- [Data to examine]:
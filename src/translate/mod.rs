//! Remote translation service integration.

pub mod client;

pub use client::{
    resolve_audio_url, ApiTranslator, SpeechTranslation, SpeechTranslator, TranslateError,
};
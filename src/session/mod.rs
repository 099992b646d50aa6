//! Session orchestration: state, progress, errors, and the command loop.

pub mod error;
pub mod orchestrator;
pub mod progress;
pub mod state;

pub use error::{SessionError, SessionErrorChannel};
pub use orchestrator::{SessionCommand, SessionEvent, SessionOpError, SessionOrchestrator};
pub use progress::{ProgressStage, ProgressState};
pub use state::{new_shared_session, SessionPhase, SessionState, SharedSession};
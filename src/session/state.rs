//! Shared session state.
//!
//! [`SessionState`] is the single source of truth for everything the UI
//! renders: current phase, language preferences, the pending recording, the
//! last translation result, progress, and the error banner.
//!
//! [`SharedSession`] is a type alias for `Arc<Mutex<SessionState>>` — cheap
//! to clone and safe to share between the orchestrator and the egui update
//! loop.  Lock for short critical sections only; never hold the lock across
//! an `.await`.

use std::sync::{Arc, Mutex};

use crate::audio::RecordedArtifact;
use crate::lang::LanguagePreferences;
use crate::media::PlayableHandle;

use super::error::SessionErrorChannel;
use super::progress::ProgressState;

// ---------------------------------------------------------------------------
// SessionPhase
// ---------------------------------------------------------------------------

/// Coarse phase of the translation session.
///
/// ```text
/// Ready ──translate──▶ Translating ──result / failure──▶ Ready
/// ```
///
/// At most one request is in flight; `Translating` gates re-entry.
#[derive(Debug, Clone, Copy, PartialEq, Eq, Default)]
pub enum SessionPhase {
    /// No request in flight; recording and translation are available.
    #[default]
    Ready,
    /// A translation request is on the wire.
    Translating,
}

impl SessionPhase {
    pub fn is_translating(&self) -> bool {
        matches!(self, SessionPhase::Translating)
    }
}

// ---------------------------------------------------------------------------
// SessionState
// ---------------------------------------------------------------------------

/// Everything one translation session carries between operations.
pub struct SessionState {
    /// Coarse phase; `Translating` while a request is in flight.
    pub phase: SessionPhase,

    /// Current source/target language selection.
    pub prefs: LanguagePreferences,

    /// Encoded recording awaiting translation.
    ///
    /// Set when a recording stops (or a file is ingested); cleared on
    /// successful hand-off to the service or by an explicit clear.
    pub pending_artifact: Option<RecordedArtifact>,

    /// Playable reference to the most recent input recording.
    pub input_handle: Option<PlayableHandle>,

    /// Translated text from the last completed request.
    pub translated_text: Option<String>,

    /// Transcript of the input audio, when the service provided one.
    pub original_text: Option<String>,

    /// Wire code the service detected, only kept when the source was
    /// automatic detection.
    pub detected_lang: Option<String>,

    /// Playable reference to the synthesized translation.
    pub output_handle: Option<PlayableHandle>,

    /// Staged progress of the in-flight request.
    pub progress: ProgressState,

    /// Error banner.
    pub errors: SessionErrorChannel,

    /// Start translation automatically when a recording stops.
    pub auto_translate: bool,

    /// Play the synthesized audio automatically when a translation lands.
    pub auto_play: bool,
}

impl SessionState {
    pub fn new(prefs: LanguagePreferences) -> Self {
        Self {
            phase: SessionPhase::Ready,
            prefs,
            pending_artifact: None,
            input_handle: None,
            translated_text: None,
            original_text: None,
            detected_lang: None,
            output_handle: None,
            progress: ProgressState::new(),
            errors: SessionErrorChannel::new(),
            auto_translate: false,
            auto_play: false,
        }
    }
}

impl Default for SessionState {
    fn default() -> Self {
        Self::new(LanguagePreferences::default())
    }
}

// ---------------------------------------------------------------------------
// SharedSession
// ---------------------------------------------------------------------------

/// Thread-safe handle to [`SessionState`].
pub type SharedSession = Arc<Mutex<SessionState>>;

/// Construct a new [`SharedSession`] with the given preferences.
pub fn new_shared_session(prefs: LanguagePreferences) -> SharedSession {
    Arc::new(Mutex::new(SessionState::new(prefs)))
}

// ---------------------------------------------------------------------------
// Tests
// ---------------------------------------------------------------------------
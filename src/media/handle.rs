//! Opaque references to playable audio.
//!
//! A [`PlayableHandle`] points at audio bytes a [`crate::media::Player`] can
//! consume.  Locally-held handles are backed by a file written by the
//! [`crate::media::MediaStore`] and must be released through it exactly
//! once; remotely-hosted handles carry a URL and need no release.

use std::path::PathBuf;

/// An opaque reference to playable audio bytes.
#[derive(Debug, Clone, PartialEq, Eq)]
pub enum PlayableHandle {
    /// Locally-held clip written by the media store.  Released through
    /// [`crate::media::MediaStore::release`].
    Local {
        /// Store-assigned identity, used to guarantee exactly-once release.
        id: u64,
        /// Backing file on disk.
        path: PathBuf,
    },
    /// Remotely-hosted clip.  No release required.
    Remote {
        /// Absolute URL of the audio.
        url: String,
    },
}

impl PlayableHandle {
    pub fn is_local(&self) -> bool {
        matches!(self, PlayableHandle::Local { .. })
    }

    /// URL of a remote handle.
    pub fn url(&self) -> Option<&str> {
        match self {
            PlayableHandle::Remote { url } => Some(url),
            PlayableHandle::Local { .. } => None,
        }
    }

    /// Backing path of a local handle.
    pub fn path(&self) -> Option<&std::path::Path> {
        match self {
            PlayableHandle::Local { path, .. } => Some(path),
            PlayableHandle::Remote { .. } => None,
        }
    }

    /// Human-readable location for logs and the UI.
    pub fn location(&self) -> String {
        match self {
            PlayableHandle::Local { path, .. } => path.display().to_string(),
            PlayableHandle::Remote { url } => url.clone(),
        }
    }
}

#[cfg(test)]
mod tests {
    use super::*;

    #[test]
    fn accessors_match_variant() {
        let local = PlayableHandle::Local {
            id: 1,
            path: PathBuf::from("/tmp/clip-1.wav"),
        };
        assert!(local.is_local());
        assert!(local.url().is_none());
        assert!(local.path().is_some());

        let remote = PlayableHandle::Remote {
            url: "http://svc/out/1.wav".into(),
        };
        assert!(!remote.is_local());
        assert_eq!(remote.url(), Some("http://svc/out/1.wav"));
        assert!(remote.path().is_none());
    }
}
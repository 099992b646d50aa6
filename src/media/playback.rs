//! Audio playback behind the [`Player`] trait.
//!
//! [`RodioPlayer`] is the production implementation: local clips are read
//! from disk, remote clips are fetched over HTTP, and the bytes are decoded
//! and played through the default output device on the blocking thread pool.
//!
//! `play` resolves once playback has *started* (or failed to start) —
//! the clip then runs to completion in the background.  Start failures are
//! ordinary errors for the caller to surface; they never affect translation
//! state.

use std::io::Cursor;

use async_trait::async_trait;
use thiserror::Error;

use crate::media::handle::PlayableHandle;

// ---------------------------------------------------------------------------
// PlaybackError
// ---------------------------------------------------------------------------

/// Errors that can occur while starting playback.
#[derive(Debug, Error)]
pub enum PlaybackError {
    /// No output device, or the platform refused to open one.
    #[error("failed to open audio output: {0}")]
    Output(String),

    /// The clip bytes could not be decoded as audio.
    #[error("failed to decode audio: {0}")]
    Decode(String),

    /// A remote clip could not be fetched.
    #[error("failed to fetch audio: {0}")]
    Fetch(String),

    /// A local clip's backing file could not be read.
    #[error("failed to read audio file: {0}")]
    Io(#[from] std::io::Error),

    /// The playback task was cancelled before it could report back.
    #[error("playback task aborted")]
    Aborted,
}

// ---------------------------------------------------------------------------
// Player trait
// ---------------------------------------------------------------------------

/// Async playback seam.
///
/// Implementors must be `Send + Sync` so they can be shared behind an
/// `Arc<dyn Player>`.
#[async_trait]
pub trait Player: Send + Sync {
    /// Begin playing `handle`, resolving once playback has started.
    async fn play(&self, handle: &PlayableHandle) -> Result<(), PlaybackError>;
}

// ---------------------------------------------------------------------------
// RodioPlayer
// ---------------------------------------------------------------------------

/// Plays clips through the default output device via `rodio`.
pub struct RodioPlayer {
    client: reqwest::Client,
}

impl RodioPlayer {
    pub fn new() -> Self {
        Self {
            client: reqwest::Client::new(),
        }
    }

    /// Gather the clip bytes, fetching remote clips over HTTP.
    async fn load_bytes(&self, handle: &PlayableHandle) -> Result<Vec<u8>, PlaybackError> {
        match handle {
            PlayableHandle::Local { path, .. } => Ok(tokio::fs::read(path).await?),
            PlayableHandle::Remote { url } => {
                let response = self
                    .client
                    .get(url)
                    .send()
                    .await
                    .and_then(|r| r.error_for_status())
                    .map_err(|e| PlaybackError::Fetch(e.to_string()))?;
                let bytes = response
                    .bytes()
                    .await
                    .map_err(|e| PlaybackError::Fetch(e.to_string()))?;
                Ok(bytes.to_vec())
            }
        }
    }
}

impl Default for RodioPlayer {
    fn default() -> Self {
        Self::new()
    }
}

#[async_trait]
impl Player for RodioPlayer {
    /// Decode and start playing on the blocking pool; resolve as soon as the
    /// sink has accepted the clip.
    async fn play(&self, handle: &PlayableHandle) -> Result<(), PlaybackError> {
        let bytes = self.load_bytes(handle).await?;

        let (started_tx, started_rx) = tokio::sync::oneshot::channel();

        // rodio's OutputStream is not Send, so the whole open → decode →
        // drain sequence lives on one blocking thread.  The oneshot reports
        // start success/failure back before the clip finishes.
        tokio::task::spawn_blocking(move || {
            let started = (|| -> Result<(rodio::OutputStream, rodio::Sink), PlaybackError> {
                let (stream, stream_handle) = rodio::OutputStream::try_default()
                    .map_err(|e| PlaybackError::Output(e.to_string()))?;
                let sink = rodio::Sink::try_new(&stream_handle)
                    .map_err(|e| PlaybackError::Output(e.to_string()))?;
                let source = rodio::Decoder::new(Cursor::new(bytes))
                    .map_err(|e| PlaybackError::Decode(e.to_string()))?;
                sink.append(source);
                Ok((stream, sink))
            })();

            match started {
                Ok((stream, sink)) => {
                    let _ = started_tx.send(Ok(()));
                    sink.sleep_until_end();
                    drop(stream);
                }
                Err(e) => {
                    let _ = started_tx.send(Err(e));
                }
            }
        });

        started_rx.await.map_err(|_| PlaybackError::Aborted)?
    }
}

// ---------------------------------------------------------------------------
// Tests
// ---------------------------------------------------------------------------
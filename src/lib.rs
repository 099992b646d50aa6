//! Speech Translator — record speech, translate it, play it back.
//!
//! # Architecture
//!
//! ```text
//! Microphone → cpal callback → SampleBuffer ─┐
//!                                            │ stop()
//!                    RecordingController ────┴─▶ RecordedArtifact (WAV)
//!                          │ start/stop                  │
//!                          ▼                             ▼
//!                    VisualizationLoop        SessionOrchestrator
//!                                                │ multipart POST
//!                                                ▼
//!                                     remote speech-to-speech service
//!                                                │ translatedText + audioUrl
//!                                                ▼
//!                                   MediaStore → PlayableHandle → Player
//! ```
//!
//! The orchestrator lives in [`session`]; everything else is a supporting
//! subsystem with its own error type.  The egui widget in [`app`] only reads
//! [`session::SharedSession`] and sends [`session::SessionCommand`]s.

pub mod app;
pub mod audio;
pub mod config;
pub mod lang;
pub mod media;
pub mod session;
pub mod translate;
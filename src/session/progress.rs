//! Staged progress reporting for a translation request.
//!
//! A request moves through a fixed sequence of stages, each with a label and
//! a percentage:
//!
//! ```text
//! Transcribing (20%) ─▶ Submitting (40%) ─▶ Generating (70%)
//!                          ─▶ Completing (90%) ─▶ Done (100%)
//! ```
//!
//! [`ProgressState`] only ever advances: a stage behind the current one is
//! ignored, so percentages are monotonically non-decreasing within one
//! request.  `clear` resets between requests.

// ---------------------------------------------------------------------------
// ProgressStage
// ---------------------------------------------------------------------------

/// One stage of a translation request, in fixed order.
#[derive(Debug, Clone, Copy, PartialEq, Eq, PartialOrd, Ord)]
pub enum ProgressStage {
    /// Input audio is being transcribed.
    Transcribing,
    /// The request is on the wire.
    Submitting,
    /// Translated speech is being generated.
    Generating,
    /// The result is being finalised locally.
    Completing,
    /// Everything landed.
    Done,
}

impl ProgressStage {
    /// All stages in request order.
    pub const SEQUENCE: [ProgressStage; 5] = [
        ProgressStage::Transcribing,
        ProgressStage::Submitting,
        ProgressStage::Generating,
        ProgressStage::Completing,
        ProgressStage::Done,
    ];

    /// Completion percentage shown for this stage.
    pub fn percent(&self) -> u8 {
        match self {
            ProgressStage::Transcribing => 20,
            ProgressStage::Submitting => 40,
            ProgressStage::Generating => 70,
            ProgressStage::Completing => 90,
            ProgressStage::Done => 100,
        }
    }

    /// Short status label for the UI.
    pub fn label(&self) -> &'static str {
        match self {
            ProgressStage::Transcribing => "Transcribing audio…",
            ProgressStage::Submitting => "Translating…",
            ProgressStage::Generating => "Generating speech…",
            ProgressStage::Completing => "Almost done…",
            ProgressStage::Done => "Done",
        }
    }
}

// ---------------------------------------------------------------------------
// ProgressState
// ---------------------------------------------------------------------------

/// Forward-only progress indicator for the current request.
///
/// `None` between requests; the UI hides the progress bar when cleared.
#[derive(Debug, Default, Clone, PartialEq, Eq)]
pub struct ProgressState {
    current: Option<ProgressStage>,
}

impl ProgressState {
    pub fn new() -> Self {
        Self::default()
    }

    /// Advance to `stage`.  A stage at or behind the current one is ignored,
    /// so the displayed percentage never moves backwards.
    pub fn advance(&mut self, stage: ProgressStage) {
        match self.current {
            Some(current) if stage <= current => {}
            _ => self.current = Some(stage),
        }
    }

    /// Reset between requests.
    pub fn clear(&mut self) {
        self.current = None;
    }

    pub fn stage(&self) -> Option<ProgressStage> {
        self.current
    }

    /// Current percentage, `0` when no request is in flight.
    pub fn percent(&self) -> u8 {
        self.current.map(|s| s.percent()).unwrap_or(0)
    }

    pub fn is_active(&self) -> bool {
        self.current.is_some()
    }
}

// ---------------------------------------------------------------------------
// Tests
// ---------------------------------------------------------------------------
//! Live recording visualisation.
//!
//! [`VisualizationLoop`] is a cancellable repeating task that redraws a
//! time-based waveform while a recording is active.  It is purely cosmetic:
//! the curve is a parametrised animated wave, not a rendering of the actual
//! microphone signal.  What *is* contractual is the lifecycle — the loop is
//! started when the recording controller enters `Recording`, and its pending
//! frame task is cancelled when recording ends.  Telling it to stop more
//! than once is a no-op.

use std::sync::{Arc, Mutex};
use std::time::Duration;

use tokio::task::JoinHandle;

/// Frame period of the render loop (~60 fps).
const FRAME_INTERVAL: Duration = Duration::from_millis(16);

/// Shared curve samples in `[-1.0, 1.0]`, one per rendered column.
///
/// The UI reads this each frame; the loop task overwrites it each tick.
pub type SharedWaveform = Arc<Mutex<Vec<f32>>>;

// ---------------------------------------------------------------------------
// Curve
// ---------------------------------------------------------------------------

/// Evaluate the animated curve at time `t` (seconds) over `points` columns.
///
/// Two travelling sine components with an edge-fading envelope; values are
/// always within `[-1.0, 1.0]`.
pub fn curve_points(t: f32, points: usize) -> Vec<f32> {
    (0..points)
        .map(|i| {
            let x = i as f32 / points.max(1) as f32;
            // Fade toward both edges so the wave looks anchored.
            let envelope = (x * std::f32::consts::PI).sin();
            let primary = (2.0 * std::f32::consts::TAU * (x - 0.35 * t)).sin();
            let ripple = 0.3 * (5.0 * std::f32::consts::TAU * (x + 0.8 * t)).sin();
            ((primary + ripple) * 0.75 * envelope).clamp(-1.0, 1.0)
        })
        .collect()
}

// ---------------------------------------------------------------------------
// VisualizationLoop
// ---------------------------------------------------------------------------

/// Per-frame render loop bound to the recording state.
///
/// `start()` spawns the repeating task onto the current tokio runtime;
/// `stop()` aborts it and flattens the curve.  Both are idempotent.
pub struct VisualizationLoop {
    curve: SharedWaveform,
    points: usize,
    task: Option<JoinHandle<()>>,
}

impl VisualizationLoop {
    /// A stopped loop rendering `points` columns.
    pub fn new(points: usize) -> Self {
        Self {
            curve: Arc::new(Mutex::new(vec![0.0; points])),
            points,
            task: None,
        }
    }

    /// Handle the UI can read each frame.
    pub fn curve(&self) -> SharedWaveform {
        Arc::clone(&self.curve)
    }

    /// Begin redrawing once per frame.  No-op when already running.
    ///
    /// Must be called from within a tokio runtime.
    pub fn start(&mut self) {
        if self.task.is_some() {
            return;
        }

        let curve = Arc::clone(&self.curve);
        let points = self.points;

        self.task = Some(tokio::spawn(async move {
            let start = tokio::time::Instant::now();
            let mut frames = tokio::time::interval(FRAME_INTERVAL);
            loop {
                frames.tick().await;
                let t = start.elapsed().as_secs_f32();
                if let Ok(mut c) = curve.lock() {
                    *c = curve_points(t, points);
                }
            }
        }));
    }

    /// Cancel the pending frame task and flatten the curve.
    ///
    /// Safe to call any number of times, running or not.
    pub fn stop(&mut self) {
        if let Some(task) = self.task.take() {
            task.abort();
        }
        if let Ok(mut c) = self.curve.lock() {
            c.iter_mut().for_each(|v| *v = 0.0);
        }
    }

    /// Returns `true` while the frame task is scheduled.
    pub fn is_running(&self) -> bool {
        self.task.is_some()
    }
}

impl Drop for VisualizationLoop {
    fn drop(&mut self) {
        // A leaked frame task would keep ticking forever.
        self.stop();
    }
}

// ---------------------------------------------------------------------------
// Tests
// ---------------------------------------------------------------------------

- [Task item]: After counting the lines of the records above that hold the word "runtime", give the total and nothing else.

- [Solution to the problem]: 2